▶ **Your goal**
Using the data below, show every line where the word "report" occurs.

(Stored data entries)

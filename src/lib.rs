//! # avc
//!
//! 纯 Rust 实现的 H.264 宏块编码层.
//!
//! 提供宏块级的完整编解码链路:
//! - **比特流**: MSB 优先的按位读写
//! - **熵编码**: Exp-Golomb、CAVLC 及其结构化码表
//! - **变换量化**: 4x4 整数变换、DC Hadamard 变换与按 QP 量化
//! - **宏块层**: 邻居关系、coded_block_pattern、mb_type 与宏块语法读写
//!
//! # 快速开始
//!
//! ```rust,no_run
//! use avc::config::SelfTestConfig;
//! use avc::codec::h264::run_self_test;
//!
//! let config = SelfTestConfig::default();
//! let report = run_self_test(&config.into()).unwrap();
//! println!("{}/{} 轮通过", report.trials - report.failures, report.trials);
//! ```
//!
//! # Crate 结构
//!
//! | Crate | 功能 |
//! |-------|------|
//! | `avc-core` | 错误类型、比特流读写、平面叠加视图 |
//! | `avc-codec` | H.264 宏块编码层 |

pub mod config;

/// 核心类型与工具
pub use avc_core as core;

/// H.264 宏块编码层
pub use avc_codec as codec;

/// 获取版本号
pub fn version() -> &'static str {
    env!("CARGO_PKG_VERSION")
}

▶ **Answer box**
//! let report = run_self_test(&config.into()).unwrap();
//! println!("{}/{} 轮通过", report.trials - report.failures, report.trials);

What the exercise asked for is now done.